Monday night, I headed into the City for a [yellow tail] tasting party at La Palapa Cocina. I was excited beforehand since I love Mexican food and I know that [yellow tail] makes a really great sparkling wine. I definitely wanted to see what else they had to offer for summer.
Over a delicious meal prepared by La Palapa Cocina’s Barbara Sibley I got my answer. In addition to both the White and Rose Sparkling Wine, there was Moscato, Chardonnay, Shiraz, and Sweet Red Roo, which as the name implies is sweet and the perfect wine for making a Sweet Red Roo Sangria, which was also offered at the tasting.

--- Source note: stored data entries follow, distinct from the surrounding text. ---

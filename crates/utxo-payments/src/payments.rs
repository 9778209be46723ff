use payments_core::{
    resolve_fee_option, resolve_payport, Balance, BroadcastResult, CancelToken, CreateOptions,
    FeeLevel, FeeOption, FeeOracle, FeeRate, PaymentError, Payments, Payport, TransactionInfo,
};
use rust_decimal::Decimal;

use crate::broadcast::broadcast_signed;
use crate::chain::UtxoChain;
use crate::config::UtxoConfig;
use crate::model::{PaymentPlan, SignedTransaction, TxOutput, UtxoInfo};
use crate::node::UtxoNode;
use crate::planner::{PlanRequest, TxPlanner};

/// UTXO-family implementation of the payment contract, wiring the
/// injected chain capabilities, node facade and fee oracle together.
pub struct UtxoPayments<C: UtxoChain, N: UtxoNode, O: FeeOracle> {
    config: UtxoConfig,
    chain: C,
    node: N,
    fee_oracle: O,
}

impl<C: UtxoChain, N: UtxoNode, O: FeeOracle> UtxoPayments<C, N, O> {
    pub fn new(config: UtxoConfig, chain: C, node: N, fee_oracle: O) -> Result<Self, PaymentError> {
        config.validate()?;
        Ok(Self {
            config,
            chain,
            node,
            fee_oracle,
        })
    }

    pub fn config(&self) -> &UtxoConfig {
        &self.config
    }

    pub fn node(&self) -> &N {
        &self.node
    }

    fn resolve_rate(&self, options: &CreateOptions) -> Result<FeeRate, PaymentError> {
        let option = options
            .fee
            .clone()
            .unwrap_or(FeeOption::Level(FeeLevel::Normal));
        let resolved = resolve_fee_option(&self.fee_oracle, &option)?;
        Ok(FeeRate::new(
            resolved.target_fee_rate,
            resolved.target_fee_rate_type,
        ))
    }

    fn fetch_utxos(
        &self,
        address: &str,
        cancel: &CancelToken,
    ) -> Result<Vec<UtxoInfo>, PaymentError> {
        cancel.checkpoint()?;
        let utxos = self.node.get_utxos(address)?;
        cancel.checkpoint()?;
        Ok(utxos)
    }

    fn build_plan(
        &self,
        from: &Payport,
        desired_outputs: Vec<TxOutput>,
        use_all_utxos: bool,
        options: &CreateOptions,
        cancel: &CancelToken,
    ) -> Result<PaymentPlan, PaymentError> {
        let from_resolved = resolve_payport(&self.chain, from)?;
        let fee_rate = self.resolve_rate(options)?;
        let unused_utxos = self.fetch_utxos(&from_resolved.address, cancel)?;
        let request = PlanRequest {
            unused_utxos,
            desired_outputs,
            change_address: from_resolved.address,
            fee_rate,
            use_all_utxos,
            use_unconfirmed_utxos: options.use_unconfirmed,
        };
        TxPlanner::new(&self.chain, &self.config).plan(&request)
    }

    fn to_tx_output(&self, payport: &Payport, amount: Decimal) -> Result<TxOutput, PaymentError> {
        let resolved = resolve_payport(&self.chain, payport)?;
        let value_base = self.config.denomination().main_to_base(amount)?;
        if value_base == 0 {
            return Err(PaymentError::InvalidAmount(format!(
                "amount {amount} rounds to zero base units"
            )));
        }
        Ok(TxOutput {
            address: resolved.address,
            value_base,
        })
    }
}

impl<C: UtxoChain, N: UtxoNode, O: FeeOracle> Payments for UtxoPayments<C, N, O> {
    type Plan = PaymentPlan;
    type Signed = SignedTransaction;

    fn get_balance(&self, payport: &Payport, cancel: &CancelToken) -> Result<Balance, PaymentError> {
        let resolved = resolve_payport(&self.chain, payport)?;
        cancel.checkpoint()?;
        let details = self.node.get_address_details(&resolved.address)?;
        let denom = self.config.denomination();
        let confirmed_base = denom.parse_base_str(&details.balance)?;
        let unconfirmed_base = denom.parse_base_str_signed(&details.unconfirmed_balance)?;
        let confirmed = denom.base_to_main(confirmed_base);
        Ok(Balance {
            confirmed,
            unconfirmed: denom.base_to_main_signed(unconfirmed_base),
            spendable: confirmed,
            sweepable: confirmed_base > self.config.dust_threshold,
            requires_activation: false,
        })
    }

    fn create_transaction(
        &self,
        from: &Payport,
        to: &Payport,
        amount: Decimal,
        options: &CreateOptions,
        cancel: &CancelToken,
    ) -> Result<PaymentPlan, PaymentError> {
        let output = self.to_tx_output(to, amount)?;
        self.build_plan(from, vec![output], false, options, cancel)
    }

    fn create_multi_output_transaction(
        &self,
        from: &Payport,
        outputs: &[(Payport, Decimal)],
        options: &CreateOptions,
        cancel: &CancelToken,
    ) -> Result<PaymentPlan, PaymentError> {
        let mut desired = Vec::with_capacity(outputs.len());
        for (payport, amount) in outputs {
            desired.push(self.to_tx_output(payport, *amount)?);
        }
        self.build_plan(from, desired, false, options, cancel)
    }

    fn create_sweep_transaction(
        &self,
        from: &Payport,
        to: &Payport,
        options: &CreateOptions,
        cancel: &CancelToken,
    ) -> Result<PaymentPlan, PaymentError> {
        let from_resolved = resolve_payport(&self.chain, from)?;
        let to_resolved = resolve_payport(&self.chain, to)?;
        let fee_rate = self.resolve_rate(options)?;
        let unused_utxos = self.fetch_utxos(&from_resolved.address, cancel)?;
        let spendable: Vec<UtxoInfo> = if options.use_unconfirmed {
            unused_utxos
        } else {
            unused_utxos
                .into_iter()
                .filter(UtxoInfo::is_confirmed)
                .collect()
        };
        let mut total = 0u64;
        for utxo in &spendable {
            total = total.checked_add(utxo.value_base).ok_or_else(|| {
                PaymentError::InvalidAmount("spendable total exceeds representable value".into())
            })?;
        }
        if total == 0 {
            return Err(PaymentError::InsufficientFunds {
                required: 0,
                available: 0,
            });
        }
        let request = PlanRequest {
            unused_utxos: spendable,
            desired_outputs: vec![TxOutput {
                address: to_resolved.address,
                value_base: total,
            }],
            change_address: from_resolved.address,
            fee_rate,
            use_all_utxos: true,
            use_unconfirmed_utxos: true,
        };
        TxPlanner::new(&self.chain, &self.config).plan(&request)
    }

    fn broadcast_transaction(
        &self,
        signed: &SignedTransaction,
        cancel: &CancelToken,
    ) -> Result<BroadcastResult, PaymentError> {
        cancel.checkpoint()?;
        broadcast_signed(&self.node, signed)
    }

    fn get_transaction_info(
        &self,
        txid: &str,
        cancel: &CancelToken,
    ) -> Result<TransactionInfo, PaymentError> {
        cancel.checkpoint()?;
        let info = self.node.get_tx(txid)?;
        let denom = self.config.denomination();
        Ok(TransactionInfo {
            id: info.txid,
            amount: denom.base_to_main(info.value_base),
            fee: denom.base_to_main(info.fee_base),
            is_confirmed: info.confirmations > 0,
            confirmations: info.confirmations,
            block_id: info.block_hash,
            block_height: info.block_height,
            timestamp: info.block_time,
        })
    }

    fn uses_utxos(&self) -> bool {
        true
    }

    fn uses_sequence_number(&self) -> bool {
        false
    }

    fn requires_balance_monitor(&self) -> bool {
        false
    }
}
use payments_core::{Denomination, FeeRate, NetworkType, PaymentError};
use rust_decimal::Decimal;

/// Largest supported UTXO-pool target; bounds the change-weight schedule.
pub const MAX_TARGET_POOL_SIZE: usize = 32;

/// Per-coin configuration; immutable once the payments instance owns it.
#[derive(Clone, Debug)]
pub struct UtxoConfig {
    pub network: NetworkType,
    pub symbol: String,
    pub decimals: u32,
    /// Optional rate-denominated floor on every computed fee.
    pub min_tx_fee: Option<FeeRate>,
    /// Absolute lower bound on any fee, in base units.
    pub network_min_relay_fee: u64,
    /// Outputs at or below this value are never emitted.
    pub dust_threshold: u64,
    /// Desired number of spendable outputs to keep in the pool.
    pub target_utxo_pool_size: usize,
    /// Change below this main-denomination value is dropped.
    pub min_change: Decimal,
}

impl UtxoConfig {
    pub fn new(network: NetworkType, symbol: impl Into<String>, decimals: u32) -> Self {
        Self {
            network,
            symbol: symbol.into(),
            decimals,
            min_tx_fee: None,
            network_min_relay_fee: 1_000,
            dust_threshold: 546,
            target_utxo_pool_size: 1,
            min_change: Decimal::ZERO,
        }
    }

    pub fn with_min_tx_fee(mut self, rate: FeeRate) -> Self {
        self.min_tx_fee = Some(rate);
        self
    }

    pub fn with_network_min_relay_fee(mut self, fee_base: u64) -> Self {
        self.network_min_relay_fee = fee_base;
        self
    }

    pub fn with_dust_threshold(mut self, dust_base: u64) -> Self {
        self.dust_threshold = dust_base;
        self
    }

    pub fn with_target_utxo_pool_size(mut self, size: usize) -> Self {
        self.target_utxo_pool_size = size;
        self
    }

    pub fn with_min_change(mut self, min_change_main: Decimal) -> Self {
        self.min_change = min_change_main;
        self
    }

    pub fn validate(&self) -> Result<(), PaymentError> {
        if self.decimals > 18 {
            return Err(PaymentError::InvalidAmount(format!(
                "unsupported decimal count {}",
                self.decimals
            )));
        }
        if self.target_utxo_pool_size == 0 || self.target_utxo_pool_size > MAX_TARGET_POOL_SIZE {
            return Err(PaymentError::InvalidAmount(format!(
                "target UTXO pool size must be 1..={MAX_TARGET_POOL_SIZE}, got {}",
                self.target_utxo_pool_size
            )));
        }
        if self.min_change.is_sign_negative() {
            return Err(PaymentError::InvalidAmount(format!(
                "negative minimum change {}",
                self.min_change
            )));
        }
        if let Some(rate) = &self.min_tx_fee {
            if rate.rate.is_sign_negative() {
                return Err(PaymentError::InvalidAmount(format!(
                    "negative minimum tx fee rate {}",
                    rate.rate
                )));
            }
        }
        Ok(())
    }

    pub fn denomination(&self) -> Denomination {
        Denomination::new(self.decimals)
    }

    /// Minimum change in base units, floored.
    pub fn min_change_base(&self) -> Result<u64, PaymentError> {
        self.denomination().main_to_base_floor(self.min_change)
    }
}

Even though [yellow tail] is an Australian wine, named after a cousin of the kangaroo, it is extremely versatile and can be paired with pretty much any type of cuisine. Throughout dinner, I sampled each of the delicious wines offered and while I like them all, I do have a couple of favorites – the Shiraz and the the classic [yellow tail] Bubbles. The [yellow tail] Bubbles is light, crisp and refreshing while Shiraz, on the other side of the spectrum, is rich and sweet with a mix of ripe cherries, strawberry, vanilla, and spice!
I’ve included a full list of the tasting notes below.

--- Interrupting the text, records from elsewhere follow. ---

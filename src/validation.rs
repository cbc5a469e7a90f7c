use lazy_static::lazy_static;
use regex::Regex;

pub const EMAIL_FORMAT_MESSAGE: &str =
    "The email must be in the format 'name@domain.com' or 'name@domain.br'.";
pub const PASSWORD_POLICY_MESSAGE: &str =
    "Password must be at least 8 characters long and contain both letters and numbers.";

const MIN_PASSWORD_LEN: usize = 8;

/// Client input that failed a format or policy check.
#[derive(Debug, Clone, PartialEq, Eq, thiserror::Error)]
pub enum ValidationError {
    #[error("{}", EMAIL_FORMAT_MESSAGE)]
    EmailFormat,
    #[error("{}", PASSWORD_POLICY_MESSAGE)]
    WeakPassword,
    #[error("The 'email' parameter is required.")]
    MissingEmail,
    #[error("The value must be a non-negative number.")]
    InvalidValue,
    #[error("Invalid query string: {0}")]
    Query(String),
}

/// Trim and lowercase an email before it is validated or looked up.
pub fn normalize_email(email: &str) -> String {
    email.trim().to_lowercase()
}

pub fn validate_email_format(email: &str) -> Result<(), ValidationError> {
    lazy_static! {
        static ref EMAIL_RE: Regex =
            Regex::new(r"^[A-Za-z0-9._%+-]+@[A-Za-z0-9.-]+\.[A-Za-z]{2,}$").unwrap();
    }
    if EMAIL_RE.is_match(email) {
        Ok(())
    } else {
        Err(ValidationError::EmailFormat)
    }
}

pub fn validate_password_strength(password: &str) -> Result<(), ValidationError> {
    let long_enough = password.chars().count() >= MIN_PASSWORD_LEN;
    let has_letter = password.chars().any(char::is_alphabetic);
    let has_digit = password.chars().any(|c| c.is_ascii_digit());
    if long_enough && has_letter && has_digit {
        Ok(())
    } else {
        Err(ValidationError::WeakPassword)
    }
}

pub fn validate_value(value: f64) -> Result<(), ValidationError> {
    if value.is_finite() && value >= 0.0 {
        Ok(())
    } else {
        Err(ValidationError::InvalidValue)
    }
}

/// Resolve the `email` query parameter: present, non-blank, well formed.
pub fn require_email_param(email: Option<&str>) -> Result<String, ValidationError> {
    let email = match email.map(normalize_email) {
        Some(e) if !e.is_empty() => e,
        _ => return Err(ValidationError::MissingEmail),
    };
    validate_email_format(&email)?;
    Ok(email)
}
use anyhow::Context;
use async_trait::async_trait;
use sqlx::{postgres::PgPoolOptions, PgPool};
use time::Date;
use uuid::Uuid;

use crate::auth::repo_types::{NewUser, User};
use crate::expenditures::repo;
use crate::expenditures::repo_types::{Expenditure, ExpenditureChanges, NewExpenditure};
use crate::storage::{Store, StoreError};

/// Postgres-backed [`Store`].
#[derive(Clone)]
pub struct PgStore {
    db: PgPool,
}

impl PgStore {
    pub async fn connect(database_url: &str) -> anyhow::Result<Self> {
        let db = PgPoolOptions::new()
            .max_connections(10)
            .connect(database_url)
            .await
            .context("connect to database")?;
        sqlx::migrate!("./migrations")
            .run(&db)
            .await
            .context("run migrations")?;
        Ok(Self { db })
    }
}

fn backend(e: sqlx::Error, what: &'static str) -> StoreError {
    StoreError::Backend(anyhow::Error::new(e).context(what))
}

#[async_trait]
impl Store for PgStore {
    async fn create_user(&self, user: NewUser) -> Result<User, StoreError> {
        let user = user.into_user();
        User::insert(&self.db, &user).await.map_err(|e| {
            let unique = e
                .as_database_error()
                .map(|d| d.is_unique_violation())
                .unwrap_or(false);
            if unique {
                StoreError::Conflict(user.email.clone())
            } else {
                backend(e, "insert user")
            }
        })
    }

    async fn find_user_by_email(&self, email: &str) -> Result<Option<User>, StoreError> {
        User::find_by_email(&self.db, email)
            .await
            .map_err(|e| backend(e, "find user by email"))
    }

    async fn find_user_by_id(&self, id: Uuid) -> Result<Option<User>, StoreError> {
        User::find_by_id(&self.db, id)
            .await
            .map_err(|e| backend(e, "find user by id"))
    }

    async fn add_expenditure(&self, exp: NewExpenditure) -> Result<Expenditure, StoreError> {
        repo::insert(&self.db, &exp.into_expenditure())
            .await
            .map_err(|e| backend(e, "insert expenditure"))
    }

    async fn list_expenditures(&self, email: &str) -> Result<Vec<Expenditure>, StoreError> {
        repo::list_by_email(&self.db, email)
            .await
            .map_err(|e| backend(e, "list expenditures"))
    }

    async fn update_expenditure(
        &self,
        email: &str,
        date: Date,
        changes: ExpenditureChanges,
    ) -> Result<Option<Expenditure>, StoreError> {
        repo::update_on_date(&self.db, email, date, &changes)
            .await
            .map_err(|e| backend(e, "update expenditure"))
    }
}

For my meal, I ordered the chicken enchiladas with a mole rojo sauce – yum! It also came with a delicious side of rice and chorizo beans. As a special treat, the owner and Chef, Barbara Sibley, was there to tell us about her restaurant and menu. Born and raised in Mexico City, Barbara opened La Palapa Cocina Mexicana in 2000 and told us that the demand for authentic Mexican Cuisine in New York has grown tremendously since then and has become “more relevant”. I couldn’t agree more – it’s definitely one of my top choices for International Cuisines!

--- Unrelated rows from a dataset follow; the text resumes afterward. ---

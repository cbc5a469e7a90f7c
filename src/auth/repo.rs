use crate::auth::repo_types::User;
use sqlx::PgPool;
use uuid::Uuid;

impl User {
    /// Find a user by normalized email.
    pub async fn find_by_email(db: &PgPool, email: &str) -> Result<Option<User>, sqlx::Error> {
        sqlx::query_as::<_, User>(
            r#"
            SELECT id, name, email, password_hash, created_at
            FROM users
            WHERE email = $1
            "#,
        )
        .bind(email)
        .fetch_optional(db)
        .await
    }

    pub async fn find_by_id(db: &PgPool, id: Uuid) -> Result<Option<User>, sqlx::Error> {
        sqlx::query_as::<_, User>(
            r#"
            SELECT id, name, email, password_hash, created_at
            FROM users
            WHERE id = $1
            "#,
        )
        .bind(id)
        .fetch_optional(db)
        .await
    }

    /// Insert a user row. Fails with a unique violation if the email is taken.
    pub async fn insert(db: &PgPool, user: &User) -> Result<User, sqlx::Error> {
        sqlx::query_as::<_, User>(
            r#"
            INSERT INTO users (id, name, email, password_hash, created_at)
            VALUES ($1, $2, $3, $4, $5)
            RETURNING id, name, email, password_hash, created_at
            "#,
        )
        .bind(user.id)
        .bind(&user.name)
        .bind(&user.email)
        .bind(&user.password_hash)
        .bind(user.created_at)
        .fetch_one(db)
        .await
    }
}
use serde::{Deserialize, Serialize};
use sqlx::FromRow;
use time::{Date, OffsetDateTime};
use uuid::Uuid;

/// `YYYY-MM-DD` (de)serialization for [`Date`] fields.
pub mod iso_date {
    use serde::{Deserialize, Deserializer, Serializer};
    use time::{macros::format_description, Date};

    pub fn format(date: &Date) -> Result<String, time::error::Format> {
        date.format(format_description!("[year]-[month]-[day]"))
    }

    pub fn parse(text: &str) -> Result<Date, time::error::Parse> {
        Date::parse(text, format_description!("[year]-[month]-[day]"))
    }

    pub fn serialize<S: Serializer>(date: &Date, serializer: S) -> Result<S::Ok, S::Error> {
        let text = format(date).map_err(serde::ser::Error::custom)?;
        serializer.serialize_str(&text)
    }

    pub fn deserialize<'de, D: Deserializer<'de>>(deserializer: D) -> Result<Date, D::Error> {
        let text = String::deserialize(deserializer)?;
        parse(&text).map_err(serde::de::Error::custom)
    }
}

/// Expenditure row, owned by the user with `email`.
#[derive(Debug, Clone, Serialize, Deserialize, FromRow)]
pub struct Expenditure {
    pub id: Uuid,
    pub email: String,
    pub item_type: String,
    pub value: f64,
    pub annotation: String,
    #[serde(with = "iso_date")]
    pub date: Date,
    #[serde(with = "time::serde::rfc3339")]
    pub created_at: OffsetDateTime,
}

#[derive(Debug, Clone)]
pub struct NewExpenditure {
    pub email: String,
    pub item_type: String,
    pub value: f64,
    pub annotation: String,
    pub date: Date,
}

impl NewExpenditure {
    pub fn into_expenditure(self) -> Expenditure {
        Expenditure {
            id: Uuid::new_v4(),
            email: self.email,
            item_type: self.item_type,
            value: self.value,
            annotation: self.annotation,
            date: self.date,
            created_at: OffsetDateTime::now_utc(),
        }
    }
}

/// Replacement values for an existing expenditure.
#[derive(Debug, Clone)]
pub struct ExpenditureChanges {
    pub item_type: String,
    pub value: f64,
    pub annotation: String,
    pub date: Date,
}

impl Expenditure {
    pub fn apply(&mut self, changes: ExpenditureChanges) {
        self.item_type = changes.item_type;
        self.value = changes.value;
        self.annotation = changes.annotation;
        self.date = changes.date;
    }
}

Every Monday Night, Barbara offers guests MONDAYS UNCORKED, where you can bring your own bottle of wine and there is no corkage fee. This coincides perfectly with [yellow tail]‘s Moscato Mondays!
[yellow tail]tasting notes:
About [yellow tail]:
“People can’t be bothered by all the hype and nonsense of wine. They just want to drink it.” ~John Casella.
It all started in 1820, when the first Casellas planted some vines in the Italian countryside. Two things sprouted shortly thereafter: a cluster of grapes, and a family passion that would last 188 years and counting. Fast forward to 1957. Filippo and Maria Casella were keeping the business alive in Italy, when they decided to pack up and move to Australia. However far away, they couldn’t escape their wine roots. Filippo began selling grapes to local wineries. Then in 1969, he decided it was time for a new generation of Casellas to put their winemaking skills to use. Following the blueprint of other Australian winemakers, Casella sourced his fruit from other growing areas throughout South Eastern Australia, creating wines with incredible freshness and character year after year. Still, almost a third of the grapes used for [yellow tail] are grown right in the Casella family’s vineyards, nearly 540 acres in the Riverina region of Australia. In 1994, the Casellas built a new and improved winery, blending old world heritage with new world technology.
From humble beginnings, this family has come a long way. Today the company is run by Filippo’s three sons—John, Joe and Marcello—while Filippo’s grandchildren have become the sixth generation to join the family business. In 2000, John Casella joined forces with another family-run company, W.J. Deutsch & Sons, to bring the goodness of [yellow tail] to the United States. Year after year, the Casella family continues to create quality wine that’s fun, flavorful, and bursting with a personality all of its own.